§ Excerpted data
>>>
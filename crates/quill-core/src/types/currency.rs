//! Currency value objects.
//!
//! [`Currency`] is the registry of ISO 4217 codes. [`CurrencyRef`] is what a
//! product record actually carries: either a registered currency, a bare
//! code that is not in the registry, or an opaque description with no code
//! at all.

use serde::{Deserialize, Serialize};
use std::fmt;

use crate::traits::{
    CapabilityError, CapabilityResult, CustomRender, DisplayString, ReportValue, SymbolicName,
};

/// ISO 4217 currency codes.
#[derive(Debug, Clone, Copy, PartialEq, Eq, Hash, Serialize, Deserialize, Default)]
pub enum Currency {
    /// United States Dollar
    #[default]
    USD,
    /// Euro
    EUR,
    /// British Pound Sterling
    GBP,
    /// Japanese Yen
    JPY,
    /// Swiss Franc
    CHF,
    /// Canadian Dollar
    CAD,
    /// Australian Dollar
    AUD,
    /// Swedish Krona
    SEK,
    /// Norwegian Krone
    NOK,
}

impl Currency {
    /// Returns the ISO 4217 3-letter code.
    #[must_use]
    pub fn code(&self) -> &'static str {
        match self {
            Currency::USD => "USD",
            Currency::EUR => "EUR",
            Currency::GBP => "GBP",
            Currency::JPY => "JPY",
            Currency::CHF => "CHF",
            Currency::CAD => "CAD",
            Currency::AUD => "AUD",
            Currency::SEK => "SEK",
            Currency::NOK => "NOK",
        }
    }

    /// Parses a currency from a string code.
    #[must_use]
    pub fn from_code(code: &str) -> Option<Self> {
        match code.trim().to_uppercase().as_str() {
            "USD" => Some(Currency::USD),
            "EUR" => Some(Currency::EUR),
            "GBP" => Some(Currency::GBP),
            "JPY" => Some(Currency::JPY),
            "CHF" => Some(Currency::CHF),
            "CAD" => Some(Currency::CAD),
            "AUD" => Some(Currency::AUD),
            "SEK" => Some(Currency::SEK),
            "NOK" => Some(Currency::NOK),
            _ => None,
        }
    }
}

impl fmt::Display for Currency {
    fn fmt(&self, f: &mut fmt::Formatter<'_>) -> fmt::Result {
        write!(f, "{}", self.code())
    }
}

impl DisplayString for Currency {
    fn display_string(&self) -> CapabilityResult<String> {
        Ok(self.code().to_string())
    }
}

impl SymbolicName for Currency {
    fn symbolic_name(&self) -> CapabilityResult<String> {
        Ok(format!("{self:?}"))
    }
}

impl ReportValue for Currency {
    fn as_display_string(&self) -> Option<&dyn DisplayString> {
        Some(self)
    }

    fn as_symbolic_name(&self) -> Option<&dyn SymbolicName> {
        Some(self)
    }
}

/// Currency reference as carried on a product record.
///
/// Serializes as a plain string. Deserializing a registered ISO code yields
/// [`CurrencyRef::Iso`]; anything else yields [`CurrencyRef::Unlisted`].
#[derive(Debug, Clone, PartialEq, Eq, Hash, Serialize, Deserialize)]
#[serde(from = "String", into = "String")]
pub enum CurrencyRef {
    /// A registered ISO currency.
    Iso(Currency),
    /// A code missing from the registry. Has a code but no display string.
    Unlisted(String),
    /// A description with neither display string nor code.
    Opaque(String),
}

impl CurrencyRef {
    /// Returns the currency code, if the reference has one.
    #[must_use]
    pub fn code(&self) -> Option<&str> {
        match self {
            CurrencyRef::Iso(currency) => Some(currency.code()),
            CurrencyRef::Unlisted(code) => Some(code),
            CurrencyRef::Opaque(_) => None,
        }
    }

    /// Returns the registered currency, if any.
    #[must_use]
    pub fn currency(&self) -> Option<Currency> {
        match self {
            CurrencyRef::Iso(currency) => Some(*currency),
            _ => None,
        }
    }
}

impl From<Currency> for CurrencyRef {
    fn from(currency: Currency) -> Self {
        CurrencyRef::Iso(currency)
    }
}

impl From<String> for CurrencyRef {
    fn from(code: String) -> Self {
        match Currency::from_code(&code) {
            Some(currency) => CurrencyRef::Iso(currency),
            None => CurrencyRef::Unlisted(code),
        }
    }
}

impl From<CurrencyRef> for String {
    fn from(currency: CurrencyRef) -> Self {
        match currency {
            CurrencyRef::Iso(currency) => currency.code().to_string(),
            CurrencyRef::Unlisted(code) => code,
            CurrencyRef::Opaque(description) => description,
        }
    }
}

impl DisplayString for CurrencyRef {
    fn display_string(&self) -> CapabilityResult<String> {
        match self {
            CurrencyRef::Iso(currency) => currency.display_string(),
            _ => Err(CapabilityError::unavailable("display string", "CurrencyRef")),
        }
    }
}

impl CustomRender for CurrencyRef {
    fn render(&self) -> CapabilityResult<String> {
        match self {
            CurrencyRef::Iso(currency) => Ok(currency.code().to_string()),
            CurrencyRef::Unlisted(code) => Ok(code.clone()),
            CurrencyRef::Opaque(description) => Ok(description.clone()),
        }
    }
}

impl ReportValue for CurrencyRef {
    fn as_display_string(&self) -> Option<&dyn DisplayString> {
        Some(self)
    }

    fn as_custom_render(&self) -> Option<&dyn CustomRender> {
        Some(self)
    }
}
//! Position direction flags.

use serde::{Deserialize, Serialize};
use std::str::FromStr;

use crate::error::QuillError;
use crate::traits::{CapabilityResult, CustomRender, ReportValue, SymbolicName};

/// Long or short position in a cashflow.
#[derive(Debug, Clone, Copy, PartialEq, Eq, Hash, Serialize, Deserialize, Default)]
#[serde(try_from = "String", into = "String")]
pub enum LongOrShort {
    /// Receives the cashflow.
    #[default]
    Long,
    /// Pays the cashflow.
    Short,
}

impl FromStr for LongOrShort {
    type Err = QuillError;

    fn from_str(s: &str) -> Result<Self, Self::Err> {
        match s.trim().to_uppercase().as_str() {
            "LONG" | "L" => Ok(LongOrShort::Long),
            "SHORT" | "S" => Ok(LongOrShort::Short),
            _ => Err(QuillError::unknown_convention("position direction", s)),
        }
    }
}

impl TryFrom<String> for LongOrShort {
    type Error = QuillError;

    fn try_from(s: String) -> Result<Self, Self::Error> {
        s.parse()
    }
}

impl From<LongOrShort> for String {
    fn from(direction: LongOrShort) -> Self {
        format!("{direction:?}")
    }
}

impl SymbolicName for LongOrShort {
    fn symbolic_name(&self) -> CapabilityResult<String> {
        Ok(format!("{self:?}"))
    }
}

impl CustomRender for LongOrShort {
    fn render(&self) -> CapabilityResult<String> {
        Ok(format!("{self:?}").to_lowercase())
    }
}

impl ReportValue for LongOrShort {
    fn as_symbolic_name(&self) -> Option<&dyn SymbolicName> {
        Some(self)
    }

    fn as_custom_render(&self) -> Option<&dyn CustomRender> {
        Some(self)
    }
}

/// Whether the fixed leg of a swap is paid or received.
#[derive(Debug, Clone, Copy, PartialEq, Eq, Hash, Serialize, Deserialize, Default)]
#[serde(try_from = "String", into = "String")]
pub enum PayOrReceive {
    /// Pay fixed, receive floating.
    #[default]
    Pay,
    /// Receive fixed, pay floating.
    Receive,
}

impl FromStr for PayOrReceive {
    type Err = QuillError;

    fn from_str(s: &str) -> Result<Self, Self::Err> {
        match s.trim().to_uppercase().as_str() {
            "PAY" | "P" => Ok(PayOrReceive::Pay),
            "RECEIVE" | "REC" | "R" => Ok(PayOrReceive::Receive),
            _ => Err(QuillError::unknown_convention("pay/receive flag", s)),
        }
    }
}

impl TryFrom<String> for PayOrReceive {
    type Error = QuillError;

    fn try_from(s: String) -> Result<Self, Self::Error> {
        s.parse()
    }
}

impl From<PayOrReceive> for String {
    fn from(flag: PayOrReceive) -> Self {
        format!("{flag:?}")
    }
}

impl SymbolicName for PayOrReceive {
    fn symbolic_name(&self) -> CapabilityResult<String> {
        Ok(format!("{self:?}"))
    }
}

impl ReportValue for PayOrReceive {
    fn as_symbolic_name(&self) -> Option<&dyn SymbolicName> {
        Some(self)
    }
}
<<<
§ Work to be completed
Please reproduce exactly the lines in the listing above from the one containing "fn from(direction: LongOrShort)" through the one containing "impl ReportValue for LongOrShort", both included, and nothing more.

§ Response to this exercise
    fn from(direction: LongOrShort) -> Self {
        format!("{direction:?}")
    }
}

impl SymbolicName for LongOrShort {
    fn symbolic_name(&self) -> CapabilityResult<String> {
        Ok(format!("{self:?}"))
    }
}

impl CustomRender for LongOrShort {
    fn render(&self) -> CapabilityResult<String> {
        Ok(format!("{self:?}").to_lowercase())
    }
}

impl ReportValue for LongOrShort {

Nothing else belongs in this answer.